*Task prompt*
Please give every entry again, exactly as it reads.

*** Opening of Data records ***

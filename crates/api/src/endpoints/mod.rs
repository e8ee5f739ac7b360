//! API endpoints.

mod auth;
mod meta;
mod movies;
mod notifications;
mod penalties;
mod reviews;
mod users;

use axum::Router;
use serde::Deserialize;

use crate::middleware::AppState;

/// Create the API router.
pub fn router() -> Router<AppState> {
    Router::new()
        .merge(meta::router())
        .nest("/auth", auth::router())
        .nest("/users", users::router())
        .nest("/movies", movies::router())
        .nest("/reviews", reviews::router())
        .nest("/penalties", penalties::router())
        .nest("/notifications", notifications::router())
}

/// Common pagination query parameters.
///
/// Query structs that mix pagination with other filters repeat these two
/// fields instead of `#[serde(flatten)]`-ing this struct: flattened structs
/// hit serde_urlencoded's string-only intermediate values and fail to parse
/// numbers.
#[derive(Debug, Clone, Copy, Deserialize)]
pub struct PageQuery {
    #[serde(default = "default_page")]
    pub page: usize,
    #[serde(default = "default_limit")]
    pub limit: usize,
}

const MAX_PAGE_LIMIT: usize = 100;

pub(crate) const fn default_page() -> usize {
    1
}

pub(crate) const fn default_limit() -> usize {
    20
}

impl Default for PageQuery {
    fn default() -> Self {
        Self {
            page: default_page(),
            limit: default_limit(),
        }
    }
}

impl PageQuery {
    /// Page size, clamped to `1..=100`.
    #[must_use]
    pub fn limit(&self) -> usize {
        self.limit.clamp(1, MAX_PAGE_LIMIT)
    }

    /// Offset of the first item on this page.
    #[must_use]
    pub fn offset(&self) -> usize {
        self.page.saturating_sub(1) * self.limit()
    }
}

#[cfg(test)]
mod tests {
    use super::*;

    #[test]
    fn test_page_query_clamps_limit() {
        let q = PageQuery { page: 2, limit: 500 };
        assert_eq!(q.limit(), 100);
        assert_eq!(q.offset(), 100);
    }

    #[test]
    fn test_page_query_first_page_offset() {
        let q = PageQuery::default();
        assert_eq!(q.offset(), 0);

        let zero = PageQuery { page: 0, limit: 20 };
        assert_eq!(zero.offset(), 0);
    }
}
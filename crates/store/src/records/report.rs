//! Review report record.

use chrono::{DateTime, Utc};
use serde::{Deserialize, Serialize};

use crate::storage::Record;

/// A user's report against a review, queued for admin moderation.
///
/// Duplicate reports from the same user for the same review are accepted.
#[derive(Clone, Debug, PartialEq, Eq, Serialize, Deserialize)]
pub struct ReportRecord {
    pub id: String,

    pub review_id: String,

    pub reporter_id: String,

    #[serde(default)]
    pub reason: String,

    #[serde(default)]
    pub admin_viewed: bool,

    pub created_at: DateTime<Utc>,
}

impl Record for ReportRecord {
    fn id(&self) -> &str {
        &self.id
    }
}
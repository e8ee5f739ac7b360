//! Following service.

use chrono::Utc;

use cinelog_common::{AppError, AppResult, IdGenerator};
use cinelog_store::records::{FollowRecord, UserRecord};
use cinelog_store::repositories::{BlockRepository, FollowRepository, UserRepository};

use crate::services::notification::NotificationService;

/// Following service for business logic.
#[derive(Clone)]
pub struct FollowService {
    follow_repo: FollowRepository,
    block_repo: BlockRepository,
    user_repo: UserRepository,
    notifications: NotificationService,
    id_gen: IdGenerator,
}

impl FollowService {
    /// Create a new following service.
    #[must_use]
    pub const fn new(
        follow_repo: FollowRepository,
        block_repo: BlockRepository,
        user_repo: UserRepository,
        notifications: NotificationService,
    ) -> Self {
        Self {
            follow_repo,
            block_repo,
            user_repo,
            notifications,
            id_gen: IdGenerator::new(),
        }
    }

    /// Follow a user.
    pub async fn follow(&self, follower_id: &str, followee_id: &str) -> AppResult<FollowRecord> {
        // Cannot follow yourself
        if follower_id == followee_id {
            return Err(AppError::Validation("Cannot follow yourself".to_string()));
        }

        let follower = self.user_repo.get_by_id(follower_id).await?;
        self.user_repo.get_by_id(followee_id).await?;

        if self.follow_repo.is_following(follower_id, followee_id).await {
            return Err(AppError::Conflict(
                "Already following this user".to_string(),
            ));
        }

        // A block in either direction prevents following
        if self
            .block_repo
            .is_blocked_between(follower_id, followee_id)
            .await
        {
            return Err(AppError::BadRequest(
                "Cannot follow a user you have blocked or who has blocked you".to_string(),
            ));
        }

        let follow = FollowRecord {
            id: self.id_gen.generate(),
            follower_id: follower_id.to_string(),
            followee_id: followee_id.to_string(),
            created_at: Utc::now(),
        };
        let follow = self.follow_repo.create(follow).await?;

        if let Err(e) = self
            .notifications
            .notify_follow(followee_id, follower_id, &follower.username)
            .await
        {
            tracing::warn!(error = %e, "Failed to create follow notification");
        }

        tracing::info!(follower_id = %follower_id, followee_id = %followee_id, "User followed");
        Ok(follow)
    }

    /// Unfollow a user.
    pub async fn unfollow(&self, follower_id: &str, followee_id: &str) -> AppResult<()> {
        self.user_repo.get_by_id(followee_id).await?;

        if !self.follow_repo.delete_pair(follower_id, followee_id).await? {
            return Err(AppError::NotFound("Not following this user".to_string()));
        }

        tracing::info!(follower_id = %follower_id, followee_id = %followee_id, "User unfollowed");
        Ok(())
    }

    /// Users following `user_id` (paginated).
    pub async fn followers(
        &self,
        user_id: &str,
        limit: usize,
        offset: usize,
    ) -> AppResult<Vec<UserRecord>> {
        self.user_repo.get_by_id(user_id).await?;
        let edges = self.follow_repo.followers_of(user_id, limit, offset).await;
        Ok(self.resolve_users(edges.iter().map(|e| e.follower_id.as_str())).await)
    }

    /// Users that `user_id` follows (paginated).
    pub async fn following(
        &self,
        user_id: &str,
        limit: usize,
        offset: usize,
    ) -> AppResult<Vec<UserRecord>> {
        self.user_repo.get_by_id(user_id).await?;
        let edges = self.follow_repo.following_of(user_id, limit, offset).await;
        Ok(self.resolve_users(edges.iter().map(|e| e.followee_id.as_str())).await)
    }

    /// Whether `follower_id` follows `followee_id`.
    pub async fn is_following(&self, follower_id: &str, followee_id: &str) -> bool {
        self.follow_repo.is_following(follower_id, followee_id).await
    }

    /// Resolve edge endpoints to users, dropping any that no longer exist.
    async fn resolve_users(&self, ids: impl Iterator<Item = &str>) -> Vec<UserRecord> {
        let mut users = Vec::new();
        for id in ids {
            if let Some(user) = self.user_repo.find_by_id(id).await {
                users.push(user);
            }
        }
        users
    }
}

*** Close of Data records ***

*Finished task*
filename crates/api/src/endpoints/mod.rs
repository e8ee5f739ac7b360
//! API endpoints.

mod auth;
mod meta;
mod movies;
mod notifications;
mod penalties;
mod reviews;
mod users;

use axum::Router;
use serde::Deserialize;

use crate::middleware::AppState;

/// Create the API router.
pub fn router() -> Router<AppState> {
    Router::new()
        .merge(meta::router())
        .nest("/auth", auth::router())
        .nest("/users", users::router())
        .nest("/movies", movies::router())
        .nest("/reviews", reviews::router())
        .nest("/penalties", penalties::router())
        .nest("/notifications", notifications::router())
}

/// Common pagination query parameters.
///
/// Query structs that mix pagination with other filters repeat these two
/// fields instead of `#[serde(flatten)]`-ing this struct: flattened structs
/// hit serde_urlencoded's string-only intermediate values and fail to parse
/// numbers.
#[derive(Debug, Clone, Copy, Deserialize)]
pub struct PageQuery {
    #[serde(default = "default_page")]
    pub page: usize,
    #[serde(default = "default_limit")]
    pub limit: usize,
}

const MAX_PAGE_LIMIT: usize = 100;

pub(crate) const fn default_page() -> usize {
    1
}

pub(crate) const fn default_limit() -> usize {
    20
}

impl Default for PageQuery {
    fn default() -> Self {
        Self {
            page: default_page(),
            limit: default_limit(),
        }
    }
}

impl PageQuery {
    /// Page size, clamped to `1..=100`.
    #[must_use]
    pub fn limit(&self) -> usize {
        self.limit.clamp(1, MAX_PAGE_LIMIT)
    }

    /// Offset of the first item on this page.
    #[must_use]
    pub fn offset(&self) -> usize {
        self.page.saturating_sub(1) * self.limit()
    }
}

#[cfg(test)]
mod tests {
    use super::*;

    #[test]
    fn test_page_query_clamps_limit() {
        let q = PageQuery { page: 2, limit: 500 };
        assert_eq!(q.limit(), 100);
        assert_eq!(q.offset(), 100);
    }

    #[test]
    fn test_page_query_first_page_offset() {
        let q = PageQuery::default();
        assert_eq!(q.offset(), 0);

        let zero = PageQuery { page: 0, limit: 20 };
        assert_eq!(zero.offset(), 0);
    }
}
filename crates/store/src/records/report.rs
//! Review report record.

use chrono::{DateTime, Utc};
use serde::{Deserialize, Serialize};

use crate::storage::Record;

/// A user's report against a review, queued for admin moderation.
///
/// Duplicate reports from the same user for the same review are accepted.
#[derive(Clone, Debug, PartialEq, Eq, Serialize, Deserialize)]
pub struct ReportRecord {
    pub id: String,

    pub review_id: String,

    pub reporter_id: String,

    #[serde(default)]
    pub reason: String,

    #[serde(default)]
    pub admin_viewed: bool,

    pub created_at: DateTime<Utc>,
}

impl Record for ReportRecord {
    fn id(&self) -> &str {
        &self.id
    }
}
repository e8ee5f739ac7b360
//! Following service.

use chrono::Utc;

use cinelog_common::{AppError, AppResult, IdGenerator};
use cinelog_store::records::{FollowRecord, UserRecord};
use cinelog_store::repositories::{BlockRepository, FollowRepository, UserRepository};

use crate::services::notification::NotificationService;

/// Following service for business logic.
#[derive(Clone)]
pub struct FollowService {
    follow_repo: FollowRepository,
    block_repo: BlockRepository,
    user_repo: UserRepository,
    notifications: NotificationService,
    id_gen: IdGenerator,
}

impl FollowService {
    /// Create a new following service.
    #[must_use]
    pub const fn new(
        follow_repo: FollowRepository,
        block_repo: BlockRepository,
        user_repo: UserRepository,
        notifications: NotificationService,
    ) -> Self {
        Self {
            follow_repo,
            block_repo,
            user_repo,
            notifications,
            id_gen: IdGenerator::new(),
        }
    }

    /// Follow a user.
    pub async fn follow(&self, follower_id: &str, followee_id: &str) -> AppResult<FollowRecord> {
        // Cannot follow yourself
        if follower_id == followee_id {
            return Err(AppError::Validation("Cannot follow yourself".to_string()));
        }

        let follower = self.user_repo.get_by_id(follower_id).await?;
        self.user_repo.get_by_id(followee_id).await?;

        if self.follow_repo.is_following(follower_id, followee_id).await {
            return Err(AppError::Conflict(
                "Already following this user".to_string(),
            ));
        }

        // A block in either direction prevents following
        if self
            .block_repo
            .is_blocked_between(follower_id, followee_id)
            .await
        {
            return Err(AppError::BadRequest(
                "Cannot follow a user you have blocked or who has blocked you".to_string(),
            ));
        }

        let follow = FollowRecord {
            id: self.id_gen.generate(),
            follower_id: follower_id.to_string(),
            followee_id: followee_id.to_string(),
            created_at: Utc::now(),
        };
        let follow = self.follow_repo.create(follow).await?;

        if let Err(e) = self
            .notifications
            .notify_follow(followee_id, follower_id, &follower.username)
            .await
        {
            tracing::warn!(error = %e, "Failed to create follow notification");
        }

        tracing::info!(follower_id = %follower_id, followee_id = %followee_id, "User followed");
        Ok(follow)
    }

    /// Unfollow a user.
    pub async fn unfollow(&self, follower_id: &str, followee_id: &str) -> AppResult<()> {
        self.user_repo.get_by_id(followee_id).await?;

        if !self.follow_repo.delete_pair(follower_id, followee_id).await? {
            return Err(AppError::NotFound("Not following this user".to_string()));
        }

        tracing::info!(follower_id = %follower_id, followee_id = %followee_id, "User unfollowed");
        Ok(())
    }

    /// Users following `user_id` (paginated).
    pub async fn followers(
        &self,
        user_id: &str,
        limit: usize,
        offset: usize,
    ) -> AppResult<Vec<UserRecord>> {
        self.user_repo.get_by_id(user_id).await?;
        let edges = self.follow_repo.followers_of(user_id, limit, offset).await;
        Ok(self.resolve_users(edges.iter().map(|e| e.follower_id.as_str())).await)
    }

    /// Users that `user_id` follows (paginated).
    pub async fn following(
        &self,
        user_id: &str,
        limit: usize,
        offset: usize,
    ) -> AppResult<Vec<UserRecord>> {
        self.user_repo.get_by_id(user_id).await?;
        let edges = self.follow_repo.following_of(user_id, limit, offset).await;
        Ok(self.resolve_users(edges.iter().map(|e| e.followee_id.as_str())).await)
    }

    /// Whether `follower_id` follows `followee_id`.
    pub async fn is_following(&self, follower_id: &str, followee_id: &str) -> bool {
        self.follow_repo.is_following(follower_id, followee_id).await
    }

    /// Resolve edge endpoints to users, dropping any that no longer exist.
    async fn resolve_users(&self, ids: impl Iterator<Item = &str>) -> Vec<UserRecord> {
        let mut users = Vec::new();
        for id in ids {
            if let Some(user) = self.user_repo.find_by_id(id).await {
                users.push(user);
            }
        }
        users
    }
}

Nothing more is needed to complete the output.